There’s something quite melancholy about going back through all the little paper packets of voucher specimens, remembering who and where you were when you collected them, and thinking about the time that has passed and the changes it has brought with it.
It’s also a kind of magic, a real physical link to a time and place in your past, even more tangible than a photograph.
Sometimes, however, there are places that you don’t remember at all.

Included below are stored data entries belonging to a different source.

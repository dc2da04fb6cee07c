//! Two error tiers: user-input errors, reported to the chat verbatim, and
//! rate-source failures, reported with their kind name.

use crate::rates::RateError;
use thiserror::Error;

/// Errors caused by user input; the Display text is sent back to the chat as-is.
#[derive(Error, Debug, Clone, PartialEq, Eq)]
pub enum UserError {
    #[error("Нужно три параметра: <валюта_из> <валюта_в> <количество>")]
    ThreeParamsRequired,

    #[error("Неизвестная валюта: {0}")]
    UnknownCurrency(String),

    #[error("Нельзя переводить одинаковые валюты")]
    SameCurrency,

    #[error("Количество должно быть числом")]
    AmountNotANumber,

    #[error("Не удалось получить курс")]
    RateUnavailable,
}

/// Conversion failure: either a user-input error or a rate-source failure.
#[derive(Error, Debug)]
pub enum ConvertError {
    #[error(transparent)]
    User(#[from] UserError),

    #[error("{0}")]
    Rate(#[from] RateError),
}

impl ConvertError {
    /// Short kind name used when reporting unexpected failures to the chat.
    pub fn kind(&self) -> &'static str {
        match self {
            ConvertError::User(_) => "UserError",
            ConvertError::Rate(_) => "RateError",
        }
    }
}
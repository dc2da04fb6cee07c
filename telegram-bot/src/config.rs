//! Bot configuration: Telegram connection, rate source, logging. Loaded from env.

use anyhow::{Context, Result};
use std::env;
use std::time::Duration;

use converter::CBR_URL;

/// Runtime configuration, one field per environment variable.
#[derive(Debug, Clone)]
pub struct BotConfig {
    /// BOT_TOKEN
    pub bot_token: String,
    /// TELEGRAM_API_URL or TELOXIDE_API_URL
    pub telegram_api_url: Option<String>,
    /// RATES_URL; defaults to the cbr-xml-daily endpoint
    pub rates_url: String,
    /// RATES_TIMEOUT_SECS; bounded timeout for every rate fetch
    pub rates_timeout_secs: u64,
    /// LOG_FILE
    pub log_file: String,
}

impl BotConfig {
    /// Loads from environment variables. `token` overrides BOT_TOKEN if provided.
    pub fn load(token: Option<String>) -> Result<Self> {
        let bot_token = match token {
            Some(token) => token,
            None => env::var("BOT_TOKEN").context("BOT_TOKEN not set")?,
        };
        let telegram_api_url = env::var("TELEGRAM_API_URL")
            .or_else(|_| env::var("TELOXIDE_API_URL"))
            .ok();
        let rates_url = env::var("RATES_URL").unwrap_or_else(|_| CBR_URL.to_string());
        let rates_timeout_secs = env::var("RATES_TIMEOUT_SECS")
            .ok()
            .and_then(|s| s.parse().ok())
            .unwrap_or(10);
        let log_file = env::var("LOG_FILE").unwrap_or_else(|_| "logs/kursbot.log".to_string());

        Ok(Self {
            bot_token,
            telegram_api_url,
            rates_url,
            rates_timeout_secs,
            log_file,
        })
    }

    /// The bounded timeout applied to upstream rate requests.
    pub fn rates_timeout(&self) -> Duration {
        Duration::from_secs(self.rates_timeout_secs)
    }

    /// Validates URL-shaped fields.
    pub fn validate(&self) -> Result<()> {
        if let Some(ref url) = self.telegram_api_url {
            if reqwest::Url::parse(url).is_err() {
                anyhow::bail!(
                    "TELEGRAM_API_URL (or TELOXIDE_API_URL) is set but not a valid URL: {}",
                    url
                );
            }
        }
        if reqwest::Url::parse(&self.rates_url).is_err() {
            anyhow::bail!("RATES_URL is not a valid URL: {}", self.rates_url);
        }
        Ok(())
    }
}
//! The conversion engine: validates the three raw tokens, resolves currencies,
//! fetches a fresh snapshot, and converts through the snapshot base currency.

use std::sync::Arc;

use tracing::debug;

use crate::currency::{normalize, AliasTable, Currency};
use crate::error::{ConvertError, UserError};
use crate::rates::{RateSnapshot, RateSource, SNAPSHOT_BASE};

/// Parses a user-supplied amount. Both `.` and `,` are accepted as the decimal
/// separator.
pub fn parse_amount(raw: &str) -> Result<f64, UserError> {
    raw.trim()
        .replace(',', ".")
        .parse()
        .map_err(|_| UserError::AmountNotANumber)
}

/// Value of one unit of `currency` expressed in the snapshot base currency.
///
/// The snapshot publishes how much of `currency` equals one base unit, so any
/// non-base currency is the reciprocal of its published factor.
fn to_base(snapshot: &RateSnapshot, currency: Currency) -> Result<f64, UserError> {
    if currency == SNAPSHOT_BASE {
        return Ok(1.0);
    }
    match snapshot.rates.get(currency.code()) {
        Some(rate) => Ok(1.0 / rate),
        None => Err(UserError::RateUnavailable),
    }
}

/// Stateless conversion engine; the alias table and rate source are injected
/// once at startup.
pub struct Converter {
    aliases: Arc<AliasTable>,
    rates: Arc<dyn RateSource>,
}

impl Converter {
    pub fn new(aliases: Arc<AliasTable>, rates: Arc<dyn RateSource>) -> Self {
        Self { aliases, rates }
    }

    /// Converts `amount` units of `base` into `quote`.
    ///
    /// All input validation happens before the snapshot is fetched; the fetch
    /// itself is one attempt with no retry.
    pub async fn convert(
        &self,
        base: &str,
        quote: &str,
        amount: &str,
    ) -> Result<f64, ConvertError> {
        if base.trim().is_empty() || quote.trim().is_empty() || amount.trim().is_empty() {
            return Err(UserError::ThreeParamsRequired.into());
        }

        let base_code = self.resolve(base)?;
        let quote_code = self.resolve(quote)?;

        if base_code == quote_code {
            return Err(UserError::SameCurrency.into());
        }

        let amount = parse_amount(amount)?;

        let snapshot = self.rates.fetch().await?;

        // base → snapshot base → quote
        let base_in_base = to_base(&snapshot, base_code)?;
        let quote_in_base = to_base(&snapshot, quote_code)?;
        let result = amount * base_in_base / quote_in_base;

        debug!(
            base = %base_code,
            quote = %quote_code,
            amount,
            result,
            "Converted"
        );

        Ok(result)
    }

    fn resolve(&self, token: &str) -> Result<Currency, UserError> {
        let normalized = normalize(token);
        match self.aliases.resolve(&normalized) {
            Some(currency) => Ok(currency),
            None => Err(UserError::UnknownCurrency(normalized)),
        }
    }
}
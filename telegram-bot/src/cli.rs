//! CLI parser and config loading.

use anyhow::Result;
use clap::{Parser, Subcommand};

use crate::config::BotConfig;

#[derive(Parser)]
#[command(name = "kursbot")]
#[command(about = "Currency conversion Telegram bot", long_about = None)]
#[command(version)]
pub struct Cli {
    #[command(subcommand)]
    pub command: Commands,
}

#[derive(Subcommand)]
pub enum Commands {
    /// Run the bot (config from env; token can override BOT_TOKEN).
    Run {
        #[arg(short, long)]
        token: Option<String>,
    },
}

/// Loads BotConfig from environment. If `token` is provided it overrides BOT_TOKEN.
pub fn load_config(token: Option<String>) -> Result<BotConfig> {
    BotConfig::load(token)
}
//! Request classification.
//!
//! Every intercepted GET is matched against an ordered rule list,
//! first-match-wins. Non-GET requests are never classified and never cached.

use std::collections::BTreeSet;

use crate::config::CacheConfig;
use crate::http::{path_extension, Request};

use super::tier::CacheTier;

/// The caching policy applied to a request.
#[derive(Debug, Clone, Copy, PartialEq, Eq)]
pub enum Strategy {
  /// Serve from the tier if present, refresh in the background; fetch and
  /// store on miss.
  CacheFirst(CacheTier),
  /// Try the network, store to the dynamic tier on success, fall back to
  /// any cached copy.
  NetworkFirst,
  /// Like NetworkFirst, but storage is gated on the cacheable-API
  /// allow-list.
  NetworkWithCacheFallback,
  /// Serve the cached copy immediately while refreshing it concurrently;
  /// block on the network only when there is no cached copy.
  StaleWhileRevalidate,
}

/// Ordered classification rules, built from config once at engine startup.
#[derive(Debug, Clone)]
pub struct StrategyRules {
  crisis_paths: BTreeSet<String>,
  network_first_prefixes: Vec<String>,
  api_namespace: String,
  cacheable_api_prefixes: Vec<String>,
  static_extensions: BTreeSet<String>,
  media_extensions: BTreeSet<String>,
}

impl StrategyRules {
  pub fn from_config(config: &CacheConfig) -> Self {
    Self {
      crisis_paths: config.crisis_paths.iter().cloned().collect(),
      network_first_prefixes: config.network_first_prefixes.clone(),
      api_namespace: config.api_namespace.clone(),
      cacheable_api_prefixes: config.cacheable_api_prefixes.clone(),
      static_extensions: config.static_extensions.clone(),
      media_extensions: config.media_extensions.clone(),
    }
  }

  /// Classify a request. `None` means passthrough: the request goes to the
  /// network untouched and no tier is ever written.
  pub fn classify(&self, request: &Request) -> Option<Strategy> {
    if !request.method.is_get() {
      return None;
    }

    let path = request.path();

    // 1. Crisis allow-list beats everything, including API rules
    if self.crisis_paths.contains(path) {
      return Some(Strategy::CacheFirst(CacheTier::Crisis));
    }

    // 2. Auth, profile, sync, notifications: always freshest-first
    if self
      .network_first_prefixes
      .iter()
      .any(|prefix| path.starts_with(prefix.as_str()))
    {
      return Some(Strategy::NetworkFirst);
    }

    // 3. Remaining API traffic; the cacheable allow-list gates storage, not
    // routing, so sensitive API endpoints never reach a cache-writing
    // strategy further down the list
    if path.starts_with(self.api_namespace.as_str()) {
      return Some(Strategy::NetworkWithCacheFallback);
    }

    // 4. Static assets by extension
    if let Some(ext) = path_extension(path) {
      if self.media_extensions.contains(ext) {
        return Some(Strategy::CacheFirst(CacheTier::Media));
      }
      if self.static_extensions.contains(ext) {
        return Some(Strategy::CacheFirst(CacheTier::Static));
      }
    }

    // 5. Everything else
    Some(Strategy::StaleWhileRevalidate)
  }

  /// Whether a path's responses may be stored by the
  /// NetworkWithCacheFallback strategy.
  pub fn is_cacheable_api(&self, path: &str) -> bool {
    self
      .cacheable_api_prefixes
      .iter()
      .any(|prefix| path.starts_with(prefix.as_str()))
  }
}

We collected a Frullania at Coles Creek, on the Natchez Trail, Mississippi, in March 2005. I remember the road trip we must have been on, Spring Break from Southern Illinois University, Carbondale where I was postdoccing, through Missouri via Memphis into Mississippi, then Louisiana with a stop in New Orleans, Mobile Alabama, across the Florida panhandle to Panama City (FL, not PA) and back. We were looking for a plant called Sphaerosporoceros, which hadn’t been collected in a long time, and was needed for DNA sequencing for a hornwort phylogeny. We did find the hornwort, although I didn’t keep any of that collection. All I remember of Mississippi, however, was a car that rear-ended us at a stop as were were passing through Jackson – virtually no damage to my much-loved and well-travelled Toyota Camry, and none to us, either.
I don’t recall Cole Creek at all, and the only evidence that we ever even got out of the car there is this tiny scrap of plant in a paper envelope.